United States District Court, Northern District of California
Sep 14, 2021
17-cv-06220-BLF (N.D. Cal. Sep. 14, 2021)

Opinion

17-cv-06220-BLF 21-cv-00071-BLF

09-14-2021

JAMES KANG and MICHAEL MOSES, individually and on behalf of all others similarly situated, Plaintiffs, v. WELLS FARGO BANK, N.A., Defendant. PATRICIA BARRERAS and JACQUELINE F. IBARRA, individually and on behalf of all others similarly situated, Plaintiffs, v. WELLS FARGO BANK, N.A., Defendant.


ORDER DENYING MOTION TO INTERVENE

BETH LAB SON FREEMAN UNITED STATES DISTRICT JUDGE

In this consolidated class action, Plaintiffs claim that Defendant Wells Fargo Bank, N.A. (“Wells Fargo”), has violated California state wage and hour laws with respect to its California-based mortgage sales force, referred to as home mortgage consultants (“HMCs”). The Court granted Plaintiff's motion for preliminary approval of a class action settlement on April 1, 2021. See Order Granting Plaintiffs' Motion for Preliminary Approval, ECF 110. Plaintiffs' motion for final approval of the class action settlement and Plaintiffs' motion for attorneys' fees are set for hearing on September 15, 2021. Only one objection to the proposed settlement has been received, from class member Kirk E. Fyson (“Fyson”), who also objects to the motion for attorneys' fees.

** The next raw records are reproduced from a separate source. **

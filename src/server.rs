//! Control listener

use portway_control::TunnelHandler;
use std::time::Duration;
use tokio::net::TcpListener;
use tracing::{debug, error, info};

/// Accept tunnel clients and hand each connection to the handler
pub async fn run_control_listener(listener: TcpListener, handler: TunnelHandler) {
    match listener.local_addr() {
        Ok(addr) => info!("Tunnel control listening on {}", addr),
        Err(e) => error!("Control listener has no local address: {}", e),
    }

    loop {
        match listener.accept().await {
            Ok((stream, peer_addr)) => {
                debug!("Accepted control connection from {}", peer_addr);
                if let Err(e) = stream.set_nodelay(true) {
                    debug!("Failed to set TCP_NODELAY for {}: {}", peer_addr, e);
                }
                let handler = handler.clone();
                tokio::spawn(async move {
                    handler.handle_connection(stream, peer_addr).await;
                });
            }
            Err(e) => {
                error!("Failed to accept control connection: {}", e);
                tokio::time::sleep(Duration::from_millis(100)).await;
            }
        }
    }
}

#[cfg(test)]
mod tests {
    use super::*;
    use futures::{SinkExt, StreamExt};
    use portway_control::{HttpTunnelRelay, RelayConfig, TcpTunnelRelay};
    use portway_proto::{Frame, RegisterPayload, TunnelCodec, TunnelMessage};
    use portway_relay_db::MemoryTunnelStore;
    use std::sync::Arc;
    use tokio::net::TcpStream;
    use tokio_util::codec::Framed;

    #[tokio::test]
    async fn test_register_over_tcp() {
        let config = RelayConfig {
            domain: "tunnel.test".to_string(),
            ..RelayConfig::default()
        };
        let handler = TunnelHandler::new(
            Arc::new(HttpTunnelRelay::new(
                config.clone(),
                Arc::new(MemoryTunnelStore::new()),
            )),
            Arc::new(TcpTunnelRelay::new(config)),
        );

        let listener = TcpListener::bind("127.0.0.1:0").await.unwrap();
        let addr = listener.local_addr().unwrap();
        let server = tokio::spawn(run_control_listener(listener, handler.clone()));

        let stream = TcpStream::connect(addr).await.unwrap();
        let mut client = Framed::new(stream, TunnelCodec::default());
        client
            .send(TunnelMessage::Register {
                payload: RegisterPayload {
                    subdomain: Some("wired".to_string()),
                    local_port: 8080,
                    ..RegisterPayload::default()
                },
            })
            .await
            .unwrap();

        match client.next().await {
            Some(Ok(Frame::Message(TunnelMessage::Registered { payload }))) => {
                assert_eq!(payload.public_url, "http://wired.tunnel.test");
            }
            other => panic!("expected REGISTERED, got {:?}", other),
        }
        assert_eq!(handler.http().tunnel_count(), 1);
        server.abort();
    }
}
impl TcpTunnelConnection {
    pub fn id(&self) -> &str {
        &self.id
    }

    pub fn subdomain(&self) -> &str {
        &self.subdomain
    }

    pub fn port(&self) -> u16 {
        self.port
    }

    pub fn socket_count(&self) -> usize {
        self.sockets.len()
    }

    async fn accept_loop(self: Arc<Self>, listener: TcpListener) {
        info!(
            "TCP tunnel '{}' listening on port {} (tunnel {})",
            self.subdomain, self.port, self.id
        );

        loop {
            match listener.accept().await {
                Ok((stream, peer_addr)) => {
                    if !self.filter.is_socket_allowed(&peer_addr) {
                        warn!(
                            "🚫 Rejected TCP connection from {} to port {} (not in allow-list)",
                            peer_addr, self.port
                        );
                        continue;
                    }
                    Arc::clone(&self).open_socket(stream, peer_addr);
                }
                Err(e) => {
                    warn!("Failed to accept on port {}: {}", self.port, e);
                    tokio::time::sleep(ACCEPT_RETRY_DELAY).await;
                }
            }
        }
    }

    fn open_socket(self: Arc<Self>, stream: TcpStream, peer_addr: SocketAddr) {
        let connection_id = Uuid::new_v4().to_string();
        debug!(
            "New TCP connection {} from {} on port {}",
            connection_id, peer_addr, self.port
        );

        let (read_half, write_half) = stream.into_split();
        let (outbound, outbound_rx) = mpsc::channel(self.socket_buffer.max(1));
        let (ready_tx, ready_rx) = oneshot::channel();

        let reader = tokio::spawn(Arc::clone(&self).pump_to_channel(
            connection_id.clone(),
            read_half,
            peer_addr,
            ready_rx,
        ))
        .abort_handle();
        let writer = tokio::spawn(Arc::clone(&self).pump_to_socket(
            connection_id.clone(),
            write_half,
            outbound_rx,
        ))
        .abort_handle();

        self.sockets.insert(
            connection_id,
            SocketHandle {
                outbound,
                reader,
                writer,
            },
        );
        let _ = ready_tx.send(());
    }

    /// Socket → channel
    async fn pump_to_channel(
        self: Arc<Self>,
        connection_id: String,
        mut read_half: OwnedReadHalf,
        peer_addr: SocketAddr,
        ready: oneshot::Receiver<()>,
    ) {
        if ready.await.is_err() {
            return;
        }

        let connect = TunnelMessage::TcpConnect {
            connection_id: connection_id.clone(),
            payload: TcpConnectPayload {
                remote_address: peer_addr.ip().to_string(),
                remote_port: peer_addr.port(),
                local_port: self.local_port,
            },
        };
        if let Err(e) = self.channel.send(connect).await {
            debug!("Dropping TCP connection {}: {}", connection_id, e);
            self.abort_socket(&connection_id);
            return;
        }

        let mut buffer = vec![0u8; TCP_CHUNK_SIZE];
        loop {
            match read_half.read(&mut buffer).await {
                Ok(0) => {
                    debug!("Client closed TCP connection {}", connection_id);
                    break;
                }
                Ok(n) => {
                    let data = TunnelMessage::TcpData {
                        connection_id: connection_id.clone(),
                        payload: TcpDataPayload::from_bytes(&buffer[..n]),
                    };
                    if let Err(e) = self.channel.send(data).await {
                        debug!("Dropping TCP connection {}: {}", connection_id, e);
                        self.abort_socket(&connection_id);
                        return;
                    }
                }
                Err(e) => {
                    debug!("Read error on TCP connection {}: {}", connection_id, e);
                    break;
                }
            }
        }

        // The writer still drains what was already queued.
        if self.sockets.remove(&connection_id).is_some() {
            let _ = self
                .channel
                .send(TunnelMessage::TcpClose { connection_id })
                .await;
        }
    }

    /// Channel → socket
    async fn pump_to_socket(
        self: Arc<Self>,
        connection_id: String,
        mut write_half: OwnedWriteHalf,
        mut outbound: mpsc::Receiver<Vec<u8>>,
    ) {
        while let Some(chunk) = outbound.recv().await {
            if let Err(e) = write_half.write_all(&chunk).await {
                debug!("Write error on TCP connection {}: {}", connection_id, e);
                if let Some((_, handle)) = self.sockets.remove(&connection_id) {
                    handle.reader.abort();
                    let _ = self
                        .channel
                        .send(TunnelMessage::TcpClose { connection_id })
                        .await;
                }
                return;
            }
        }
        let _ = write_half.shutdown().await;
    }

    /// Queue bytes for a socket without waiting on it
    ///
    /// A socket whose queue is full is not reading; it is dropped and the
    /// client is told with `TCP_CLOSE` so other connections keep flowing.
    async fn write(&self, connection_id: &str, bytes: Vec<u8>) {
        let queued = match self.sockets.get(connection_id) {
            Some(handle) => handle.outbound.try_send(bytes),
            None => return,
        };

        match queued {
            Ok(()) => {}
            Err(TrySendError::Full(_)) => {
                warn!(
                    "TCP connection {} on port {} is not reading, closing it",
                    connection_id, self.port
                );
                self.abort_socket(connection_id);
                let _ = self
                    .channel
                    .send(TunnelMessage::TcpClose {
                        connection_id: connection_id.to_string(),
                    })
                    .await;
            }
            Err(TrySendError::Closed(_)) => {
                debug!("TCP connection {} is no longer writable", connection_id);
            }
        }
    }

    /// Close one socket once its queued bytes are written
    fn close_socket(&self, connection_id: &str) -> bool {
        match self.sockets.remove(connection_id) {
            Some((_, handle)) => {
                handle.reader.abort();
                debug!("Closed TCP connection {}", connection_id);
                true
            }
            None => false,
        }
    }

    fn abort_socket(&self, connection_id: &str) {
        if let Some((_, handle)) = self.sockets.remove(connection_id) {
            handle.abort();
        }
    }

    fn shutdown(&self) -> usize {
        if let Some(accept) = self
            .accept_task
            .lock()
            .unwrap_or_else(PoisonError::into_inner)
            .take()
        {
            accept.abort();
        }

        let ids: Vec<String> = self.sockets.iter().map(|s| s.key().clone()).collect();
        ids.iter()
            .filter_map(|id| self.sockets.remove(id))
            .map(|(_, handle)| handle.abort())
            .count()
    }
}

Plaintiffs' motions for final approval and for attorneys' fees, and Fyson's objections thereto, will be addressed in a separate order after the hearing on those matters.

The Kang and Barreras cases have been consolidated, see Stipulation and Order, ECF 103, and all relevant documents have been filed in the lower-number Kang case. While some filings have been duplicated in the Barreras case, this order cites only to the ECF numbers in the Kang case.

In addition to filing an objection, Fyson has filed a motion to intervene in this action. That motion is opposed by Plaintiffs and Defendant. The Court previously submitted the motion to intervene without oral argument. See Order Re Pending Motions and Requests, ECF 129.

Fyson's motion to intervene is DENIED for the reasons discussed below.

I. BACKGROUND

The present action consolidates two class actions that were filed on behalf of HMCs employed by Wells Fargo in California.

Ibarra

Jacqueline F. Ibarra and Patricia Barreras filed the first action in the Los Angeles County Superior Court on March 17, 2017, after which it was removed to the United States District Court for the Central District of California. In that action, Ibarra v. Wells Fargo Bank, N.A. (“Ibarra”), the plaintiffs alleged several violations of California state labor laws on the part of Wells Fargo. See Ibarra v. Wells Fargo Bank, N.A., No. CV 17-4344 PA (ASX), 2018 WL 5276295, at *1 (C.D. Cal. Sept. 28, 2018). The parties stipulated to the dismissal of all claims except a claim under California Labor Code § 226.7 for failure to provide or compensate for rest breaks, and a related claim for violation of California's Unfair Competition Law (“UCL”). See Id. The parties also stipulated to certification of a class under Federal Rule of Civil Procedure 23(b)(3). See Id. On cross-motions for summary judgment based on stipulated facts, the district court granted summary judgment for Plaintiffs, concluding that Wells Fargo had violated § 226.7. See id.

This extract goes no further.